Pronunciamiento de la Academia Nacional de Medicina sobre las políticas públicas dirigidas a adolescentes
Las políticas públicas dirigidas a adolescentes deben sustentarse en evidencia científica y en la protección integral de sus derechos
La Academia Nacional de Medicina de Costa Rica expresa su profunda preocupación y desacuerdo con la propuesta de la Presidencia de la República de trasladar estudiantes de secundaria, especialmente de comunidades en condición de vulnerabilidad social, para hacer recorridos en centros penitenciarios de adultos, en esta ocasión el Centro de Alta Contención contra el Crimen Organizado (CACCO), con el supuesto de desalentar la delincuencia juvenil.
Esta propuesta responde a una lógica de intimidación que ha sido ampliamente estudiada y descartada por la evidencia científica.

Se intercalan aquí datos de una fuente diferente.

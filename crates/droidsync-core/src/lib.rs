//! droidsync core - domain logic and port definitions
//!
//! This crate contains the domain core with:
//! - **Domain entities** - `Device`, `DeviceSession`, `LocalTrack`, `SyncPlan`
//! - **Diff policies** - name-only, name+size and name+hash matching
//! - **Port definitions** - Traits for adapters: `BridgeClient`, `DeviceScanner`
//! - **Settings** - the persisted configuration record
//!
//! # Architecture
//!
//! The domain module contains pure logic with no subprocess or network I/O.
//! Ports define trait interfaces that the adapter crates (`droidsync-bridge`,
//! `droidsync-discovery`) implement; the engine crate (`droidsync-sync`)
//! orchestrates domain entities through the port interfaces.

pub mod domain;
pub mod net;
pub mod ports;
pub mod settings;

/// Well-known directory on the device holding the synced audio files.
pub const DEVICE_MUSIC_DIR: &str = "/sdcard/Music";

/// TCP port the debug bridge listens on when network mode is enabled.
pub const BRIDGE_PORT: u16 = 5555;
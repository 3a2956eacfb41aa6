//! Shared test helpers
//!
//! [`MockBridge`] simulates the device side in memory: a device listing, a
//! flat remote file set that push and remove mutate, and a call journal so
//! tests can assert exactly which bridge operations an operation issued.

use std::path::{Path, PathBuf};
use std::sync::Mutex;

use tokio_util::sync::CancellationToken;

use droidsync_core::domain::device::{DeviceId, DeviceState};
use droidsync_core::domain::errors::SyncError;
use droidsync_core::ports::bridge::{BridgeClient, DeviceEntry, PushOutcome};

pub struct MockBridge {
    pub devices: Mutex<Vec<DeviceEntry>>,
    pub remote_files: Mutex<Vec<String>>,
    /// Journal of bridge operations, in call order
    pub calls: Mutex<Vec<String>>,
    /// File name whose push should fail
    pub fail_push: Mutex<Option<String>>,
    /// Local path deleted when the remote dir is listed, simulating a file
    /// vanishing between plan computation and transfer
    pub vanish_on_list: Mutex<Option<PathBuf>>,
    /// Whether `connect_network` makes the endpoint appear in the listing
    pub connect_succeeds: bool,
}

impl MockBridge {
    pub fn new() -> Self {
        Self {
            devices: Mutex::new(Vec::new()),
            remote_files: Mutex::new(Vec::new()),
            calls: Mutex::new(Vec::new()),
            fail_push: Mutex::new(None),
            vanish_on_list: Mutex::new(None),
            connect_succeeds: true,
        }
    }

    /// A mock with one ready USB device and the given remote files.
    pub fn with_device(remote_files: &[&str]) -> Self {
        let mock = Self::new();
        mock.devices.lock().unwrap().push(DeviceEntry {
            id: DeviceId::from("emulator-5554"),
            state: DeviceState::Device,
        });
        *mock.remote_files.lock().unwrap() =
            remote_files.iter().map(|s| s.to_string()).collect();
        mock
    }

    fn record(&self, call: impl Into<String>) {
        self.calls.lock().unwrap().push(call.into());
    }

    pub fn recorded_calls(&self) -> Vec<String> {
        self.calls.lock().unwrap().clone()
    }

    pub fn pushed_files(&self) -> Vec<String> {
        self.recorded_calls()
            .iter()
            .filter_map(|c| c.strip_prefix("push ").map(str::to_string))
            .collect()
    }
}

#[async_trait::async_trait]
impl BridgeClient for MockBridge {
    async fn list_devices(&self) -> Result<Vec<DeviceEntry>, SyncError> {
        self.record("list_devices");
        Ok(self.devices.lock().unwrap().clone())
    }

    async fn get_property(&self, _device: &DeviceId, key: &str) -> Result<String, SyncError> {
        self.record(format!("get_property {key}"));
        Ok("Pixel 7".to_string())
    }

    async fn run_shell(&self, _device: &DeviceId, cmd: &str) -> Result<String, SyncError> {
        self.record(format!("shell {cmd}"));
        if cmd == "ip route" {
            return Ok(
                "192.168.1.0/24 dev wlan0 proto kernel scope link src 192.168.1.42\n".to_string(),
            );
        }
        Ok(String::new())
    }

    async fn list_remote_dir(
        &self,
        _device: &DeviceId,
        _path: &str,
    ) -> Result<Vec<String>, SyncError> {
        self.record("list_remote_dir");
        if let Some(path) = self.vanish_on_list.lock().unwrap().take() {
            std::fs::remove_file(path).ok();
        }
        Ok(self.remote_files.lock().unwrap().clone())
    }

    async fn push(
        &self,
        _device: &DeviceId,
        local: &Path,
        _remote_dir: &str,
        cancel: &CancellationToken,
    ) -> Result<PushOutcome, SyncError> {
        let name = local
            .file_name()
            .map(|n| n.to_string_lossy().into_owned())
            .unwrap_or_default();
        self.record(format!("push {name}"));

        if cancel.is_cancelled() {
            return Ok(PushOutcome::Interrupted);
        }
        if self.fail_push.lock().unwrap().as_deref() == Some(name.as_str()) {
            return Err(SyncError::ToolFailed {
                tool: "adb push",
                status: 1,
                stderr: "remote write failed".to_string(),
            });
        }
        self.remote_files.lock().unwrap().push(name);
        Ok(PushOutcome::Completed)
    }

    async fn remove_all(&self, _device: &DeviceId, path: &str) -> Result<(), SyncError> {
        self.record(format!("remove_all {path}"));
        self.remote_files.lock().unwrap().clear();
        Ok(())
    }

    async fn connect_network(&self, address: &str) -> Result<(), SyncError> {
        self.record(format!("connect {address}"));
        if self.connect_succeeds {
            self.devices.lock().unwrap().push(DeviceEntry {
                id: DeviceId::from(address),
                state: DeviceState::Device,
            });
        }
        Ok(())
    }

    async fn disconnect_network(&self) -> Result<(), SyncError> {
        self.record("disconnect");
        self.devices
            .lock()
            .unwrap()
            .retain(|e| !e.id.as_str().contains(':'));
        Ok(())
    }
}

/// Writes `files` into a fresh temp dir and returns its handle.
pub fn library_with(files: &[&str]) -> tempfile::TempDir {
    let dir = tempfile::tempdir().expect("create temp library");
    for name in files {
        std::fs::write(dir.path().join(name), b"0123456789").expect("write track");
    }
    dir
}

Las revisiones sistemáticas de mayor calidad metodológica concluyen que los programas conocidos como Scared Straight (Asustar para Enderezar), basados en visitas de adolescentes a centros penitenciarios, no disminuyen la delincuencia juvenil y, por el contrario, aumentan la probabilidad de conductas delictivas posteriores. Lejos de generar procesos de reflexión positiva, la exposición a cárceles de adultos puede normalizar la violencia, fortalecer la identificación con modelos antisociales y aumentar el riesgo psicosocial en jóvenes que ya enfrentan múltiples factores de vulnerabilidad. Por ello, la comunidad científica internacional no recomienda este tipo de intervenciones como política pública.
La Convención sobre los Derechos del Niño establece que toda actuación del Estado debe responder al principio del interés superior del niño y promover su desarrollo integral. De igual manera, el Código de la Niñez y la Adolescencia de Costa Rica reconoce a las personas menores de edad como sujetos plenos de derechos y obliga al Estado a implementar acciones preventivas, educativas y de inclusión social, nunca medidas basadas en la intimidación o el estigma. Estas disposiciones son coherentes con las recomendaciones de organismos como la Organización Mundial de la Salud, UNICEF y la Oficina de las Naciones Unidas contra la Droga y el Delito.
Las Directrices de las Naciones Unidas para la Prevención de la Delincuencia Juvenil (Directrices de Riad) establecen que la prevención debe promover el desarrollo integral de las personas jóvenes mediante políticas sociales, educativas y comunitarias, evitando respuestas basadas en la represión o el estigma. De igual forma, las Reglas de Beijing y las observaciones del Comité de los Derechos del Niño enfatizan que toda intervención dirigida a personas menores de edad debe respetar su dignidad, su desarrollo y su interés superior.
La adolescencia es una etapa de extraordinaria plasticidad cerebral, caracterizada por la construcción de la identidad, el desarrollo del autocontrol y la consolidación de habilidades socioemocionales. La prevención de la violencia y de la delincuencia requiere intervenciones integrales basadas en factores protectores: educación de calidad, permanencia en el sistema educativo, fortalecimiento familiar, oportunidades de recreación y deporte, acceso a salud mental, prevención del consumo de sustancias psicoactivas, capacitación para el empleo y desarrollo de proyectos de vida.
Resulta especialmente preocupante que la propuesta se dirija hacia estudiantes de comunidades vulnerables, reforzando procesos de estigmatización y discriminación que pueden profundizar la exclusión social. Ningún adolescente debe ser considerado potencial delincuente por el hecho de vivir en condiciones de pobreza o exclusión.
La Academia Nacional de Medicina de Costa Rica, hace un respetuoso llamado a las autoridades nacionales para que las políticas orientadas a prevenir la violencia juvenil se construyan con base en el conocimiento científico, la salud pública, la educación y la protección de los derechos humanos.
Reitera además su disposición para contribuir, desde el conocimiento científico y la experiencia técnica, al diseño de políticas públicas eficaces y respetuosas de la dignidad humana.
La delincuencia juvenil no se previene sembrando miedo; se previene creando oportunidades, fortaleciendo los factores protectores y garantizando que cada adolescente pueda desarrollar plenamente su proyecto de vida.